More so with several state-run banks downsizing. Pressure is also on the unions given that even the top brass of the Reserve Bank of India (RBI) have voiced concerns over strikes in recent times, not to mention individual bank chairmen.

The desperation of the unions is evident from a letter written to Mr Bindra by Mr Dhopeshwarkar on December 29, 2001. It quotes a report from the 20th December edition of Marathi daily Navkal, which states that a terrorist, Afroj, connected to the Al-Quaida had availed of Rs 7 lakhs from StanChart’s Delhi branch; that the bank is now acting as a conduit for such terrorists; that the erstwhile ANZ Grindlays Bank had in the early 1960s shown Kashmir as being part of Pakistan. Amazingly, Mr Dhopeshwarkar expresses his "astonishment" at these acts of the bank!

In this particular strike, the dispute is over transfer and contract labour. Labour minister Sharad Yadav has been called upon to intervene and put a stop to the "anti-labour" policies of StanChart like employing contract labour and coercing staffers to leave with compulsory retirement schemes in the garb of the voluntary.

Support was available for the strike: the All-India LIC Employees Federation, General Insurance Employees’ All-India Association as also the Kamgar Sanghtana Kriti Samiti helped.

The bank’s clearing house operations were affected. Officials owing allegiance to unions raised hackles as cheques were being handled on StanChart’s behalf by Scope International Pvt Ltd -- which handles its back-office operations including clearing -- and that clearing house regulations required that only permanent officials of a bank present instruments for clearing, and not those on contract. Scope International is part of the StanChart fold.

In the run up to strike last week, efforts to defuse the situation failed. The unions claim that "reasonable suggestions" like keeping the controversial transfers in abeyance or reviewing the transfers through a committee consisting of a member each from Aibea, Indian Banks’ Association and StanChart were spurned. As also a request to pay the transferred salaries during the review period. StanChart, on its part, claims that it is well within its right to transfer staff to meet its changing business needs as supported under the Sastry Award. The bank intends to make Chennai its back-office hub, and therefore, transfers are within its management rights. It also called attention to a Calcutta High Court Order on December 4 in support of its actions. All these though are debunked by the unions as propaganda.

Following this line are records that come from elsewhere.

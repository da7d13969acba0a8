//! Morph targets.
//!
//! - [`MorphTargetSet`]: per-LOD deltas, bounds, affected sections and
//!   vertex permutations
//! - [`MorphQuantization`]: fixed-point scale for GPU accumulation
//! - [`plan_batches`]: splitting work items into bounded dispatches
//! - [`MorphVertexBuffer`]: the blended per-vertex delta buffer

mod batch;
mod buffer;
mod quantize;
mod target;

pub use batch::{DispatchBatch, MORPH_WORKGROUP_SIZE, plan_batches};
pub use buffer::{
    MORPH_VERTEX_STRIDE, MorphGpuVertex, MorphVertexBuffer, blend_morphs_cpu,
    blend_morphs_quantized,
};
pub use quantize::{I24_MAX, MorphQuantization};
pub use target::{
    MorphBounds, MorphDelta, MorphPermutation, MorphTarget, MorphTargetSet, PackedMorphDelta,
};

/// A morph target with a non-negligible weight.
#[derive(Debug, Clone, Copy, PartialEq)]
pub struct ActiveMorphTarget {
    /// Mesh-wide morph index.
    pub index: u32,
    pub weight: f32,
}
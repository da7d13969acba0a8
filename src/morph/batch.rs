//! Batching of morph work items into dispatches.
//!
//! Each dispatch covers up to `batch_size` items (morph targets for the
//! update pass, permutations for the normalize pass). One thread runs per
//! delta (or per permutation vertex); a prefix sum of item sizes lets each
//! thread find its item with a binary search.

use smallvec::SmallVec;

use crate::settings::MORPH_BATCH_TABLE_CAPACITY;

/// Threads per morph workgroup.
pub const MORPH_WORKGROUP_SIZE: u32 = 64;

#[derive(Debug, Clone, PartialEq, Eq)]
pub struct DispatchBatch {
    /// Indices of the items in this batch, in input order.
    pub items: SmallVec<[u32; 16]>,
    /// First thread of each item; one extra trailing entry holds the total.
    pub thread_offsets: SmallVec<[u32; 16]>,
}

impl DispatchBatch {
    #[must_use]
    pub fn total_threads(&self) -> u32 {
        self.thread_offsets.last().copied().unwrap_or(0)
    }

    #[must_use]
    pub fn workgroups(&self) -> u32 {
        self.total_threads().div_ceil(MORPH_WORKGROUP_SIZE)
    }
}

/// Splits `(item index, thread count)` pairs into batches of at most
/// `batch_size` items. Items with no threads are skipped, as are empty batches.
#[must_use]
pub fn plan_batches(items: &[(u32, u32)], batch_size: usize) -> Vec<DispatchBatch> {
    let batch_size = batch_size.clamp(1, MORPH_BATCH_TABLE_CAPACITY - 1);
    let mut batches = Vec::new();

    for chunk in items
        .iter()
        .filter(|(_, threads)| *threads > 0)
        .collect::<Vec<_>>()
        .chunks(batch_size)
    {
        let mut batch = DispatchBatch {
            items: SmallVec::with_capacity(chunk.len()),
            thread_offsets: SmallVec::with_capacity(chunk.len() + 1),
        };
        let mut total = 0u32;
        for (item, threads) in chunk {
            batch.items.push(*item);
            batch.thread_offsets.push(total);
            total += threads;
        }
        batch.thread_offsets.push(total);
        batches.push(batch);
    }
    batches
}
use parking_lot::Mutex;

use super::{DynamicSkinningSnapshot, SnapshotData};
use crate::settings::SnapshotPoolSettings;

struct PoolState {
    free: Vec<Box<SnapshotData>>,
    /// Lowest free count seen since the last cleanup.
    low_water: usize,
    allocations: u32,
    created: u64,
}

/// Recycles snapshot storage between the simulation and render threads.
///
/// Storage idle through an entire cleanup interval (the low-water mark of
/// the free list) is dropped at the end of that interval, so the pool shrinks
/// back after a spike.
pub struct SnapshotPool {
    settings: SnapshotPoolSettings,
    state: Mutex<PoolState>,
}

impl SnapshotPool {
    #[must_use]
    pub fn new(settings: SnapshotPoolSettings) -> Self {
        Self {
            settings,
            state: Mutex::new(PoolState {
                free: Vec::new(),
                low_water: 0,
                allocations: 0,
                created: 0,
            }),
        }
    }

    pub(crate) fn allocate(&self) -> Box<SnapshotData> {
        if !self.settings.enabled {
            self.state.lock().created += 1;
            return Box::default();
        }

        let mut state = self.state.lock();
        state.allocations += 1;

        let data = match state.free.pop() {
            Some(data) => data,
            None => {
                state.created += 1;
                Box::default()
            }
        };
        state.low_water = state.low_water.min(state.free.len());

        if state.allocations >= self.settings.cleanup_interval {
            let idle = state.low_water.min(state.free.len());
            if idle > 0 {
                let keep = state.free.len() - idle;
                state.free.truncate(keep);
                log::debug!("Snapshot pool dropped {idle} idle storages");
            }
            state.allocations = 0;
            state.low_water = state.free.len();
        }
        data
    }

    /// Returns a snapshot's storage for reuse.
    pub fn free(&self, snapshot: DynamicSkinningSnapshot) {
        if !self.settings.enabled {
            return;
        }
        let mut data = snapshot.into_data();
        data.reset();
        self.state.lock().free.push(data);
    }

    #[must_use]
    pub fn is_enabled(&self) -> bool {
        self.settings.enabled
    }

    #[must_use]
    pub fn free_count(&self) -> usize {
        self.state.lock().free.len()
    }

    /// Storages ever created (pool misses).
    #[must_use]
    pub fn created_count(&self) -> u64 {
        self.state.lock().created
    }
}

impl Default for SnapshotPool {
    fn default() -> Self {
        Self::new(SnapshotPoolSettings::default())
    }
}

Queried over the fact that the unions never went on a strike during several other scams in the 1990s or the recent one involving Ketan Parekh and the Madhavapura Mercantile Co-operative Bank, Mr Dhopeshwarkar says that the unions were against such activities!
A strike call over the transfer of a handful, however, wrong? "It is our moral responsibility to come to the aid of members whenever injustice is meted out... it is not that we love going on strikes," says Mr Nagda.

Rebels or just plain bad boys? Union leaders have to do some soul searching. For the citizenry is watching.